If a website starts with “https”, you are being protected by a security protocol – always check for this.

Take care of documents with personal information

It’s always best to shred documents that you’re discarding to protect your personal information. Always be mindful of paper and electronic documents that have your details and be careful with where you leave them or who has access to them.

How to get your stolen identity back

  • Report the theft to police
  • Change your passwords on all accounts and shut down accounts you did not set up that have been created by the scammer
  • Contact any business or organisation that may be affected or at risk
  • Contact the Australia Cybercrime Online Reporting Network (ACORN)

Protect your passwords

Simple ways to protect your passwords

Passwords are part of our everyday lives now.
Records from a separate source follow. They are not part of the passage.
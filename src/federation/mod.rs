//! Calendar federation across pluggable storage backends.
//!
//! This module lets a calendaring application address calendars and
//! calendar objects stored across independently implemented backends
//! through one uniform API and one uniform identifier scheme
//! (`backend.calendar[.object]`). The module follows hexagonal
//! architecture:
//!
//! - Domain types in [`domain`]
//! - Port contracts in [`ports`]
//! - Adapter implementations in [`adapters`]
//! - Orchestration services in [`services`]

pub mod adapters;
pub mod domain;
pub mod ports;
pub mod services;

#[cfg(test)]
mod tests;
//! Capability negotiation between the dispatcher and backends.

use crate::federation::domain::OperationKind;
use crate::federation::ports::CalendarBackend;

/// Outcome of negotiating an operation against a backend's advertised
/// capabilities.
#[derive(Debug, Clone, Copy, PartialEq, Eq)]
pub enum Negotiation {
    /// The backend implements the operation natively; delegate to it.
    Delegate,
    /// The backend lacks native support but the operation has a designed
    /// fallback the federation layer performs itself.
    Emulate,
    /// The backend lacks native support and no fallback exists.
    Unsupported,
}

impl Negotiation {
    /// Negotiates the given operation against a backend.
    ///
    /// The dispatcher consults this before every mutating call and before
    /// the period-bounded listing optimisation; it never guesses.
    #[must_use]
    pub fn for_operation(backend: &dyn CalendarBackend, operation: OperationKind) -> Self {
        if backend.supports(operation) {
            Self::Delegate
        } else if operation.has_emulation() {
            Self::Emulate
        } else {
            Self::Unsupported
        }
    }
}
We use them to access our bank accounts, social media, email and more. That’s why protecting them is so important.

The tips below will help you continue to keep your passwords safe.

Use a variety of characters

If your password is all letters, though it might be easy for you to type and remember, it’s also easy to guess. Try to incorporate the following factors in your password:

  • Uppercase and lowercase letters
  • Numbers
  • Special characters like $,% and @

Don’t use something obvious

Never use information that is easy to guess or accessible to criminals. Avoid the following:

  • Children’s names
  • Pet’s names
  • Favourite sporting team
  • Date of birth

Other general tips

  • Change your password regularly
  • When changing it, don’t just change one character – make it a significant change
  • Don’t share your passwords: a business will never ask for your password, if this happens to you, it is likely a phishing scam
  • Don’t have the same password for every account – if your privacy is breached and a hacker gets your password, they would then have access to all of your private accounts
  • Don’t let computers ‘remember’ your password for important sites such as online banking

 

Important notice

The information provided in this document is general in nature and is not intended to be a comprehensive guide to cyber security. PEXA Members are responsible for the security of their own systems. You should not rely solely on the information in this document. If you are unsure of your obligations under the Participation Agreement between PEXA and your organisation, or if you are not satisfied that your systems are adequately secure, you should obtain professional advice.